RECORD EXTRACTS Start Marker

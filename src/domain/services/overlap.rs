/// Half-open interval intersection: `[start_a, end_a)` meets `[start_b, end_b)`.
/// Touching boundaries do not count as overlapping. Every range comparison in
/// the scheduling engine routes through here.
pub fn overlaps<T: PartialOrd>(start_a: T, end_a: T, start_b: T, end_b: T) -> bool {
    start_a < end_b && end_a > start_b
}

#[cfg(test)]
mod tests {
    use super::*;
    use chrono::NaiveDateTime;

    fn dt(s: &str) -> NaiveDateTime {
        NaiveDateTime::parse_from_str(s, "%Y-%m-%d %H:%M").unwrap()
    }

    #[test]
    fn test_plain_overlap() {
        assert!(overlaps(dt("2025-01-06 09:00"), dt("2025-01-06 10:00"),
                         dt("2025-01-06 09:30"), dt("2025-01-06 10:30")));
    }

    #[test]
    fn test_containment() {
        assert!(overlaps(dt("2025-01-06 09:00"), dt("2025-01-06 12:00"),
                         dt("2025-01-06 10:00"), dt("2025-01-06 11:00")));
    }

    #[test]
    fn test_touching_boundaries_do_not_overlap() {
        // One range ends exactly where the other starts.
        assert!(!overlaps(dt("2025-01-06 09:00"), dt("2025-01-06 10:00"),
                          dt("2025-01-06 10:00"), dt("2025-01-06 11:00")));
        assert!(!overlaps(dt("2025-01-06 10:00"), dt("2025-01-06 11:00"),
                          dt("2025-01-06 09:00"), dt("2025-01-06 10:00")));
    }

    #[test]
    fn test_disjoint() {
        assert!(!overlaps(dt("2025-01-06 09:00"), dt("2025-01-06 10:00"),
                          dt("2025-01-06 14:00"), dt("2025-01-06 15:00")));
    }

    #[test]
    fn test_zero_length_probe_never_overlaps_itself() {
        let t = dt("2025-01-06 09:00");
        assert!(!overlaps(t, t, t, t));
    }
}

RECORD EXTRACTS End Marker

| WHAT THE TASK REQUIRES |
Show every line above in which the word "assert" occurs.

| SOLUTION TO THE EXERCISE |
        assert!(overlaps(dt("2025-01-06 09:00"), dt("2025-01-06 10:00"),
        assert!(overlaps(dt("2025-01-06 09:00"), dt("2025-01-06 12:00"),
        assert!(!overlaps(dt("2025-01-06 09:00"), dt("2025-01-06 10:00"),
        assert!(!overlaps(dt("2025-01-06 10:00"), dt("2025-01-06 11:00"),
        assert!(!overlaps(dt("2025-01-06 09:00"), dt("2025-01-06 10:00"),
        assert!(!overlaps(t, t, t, t));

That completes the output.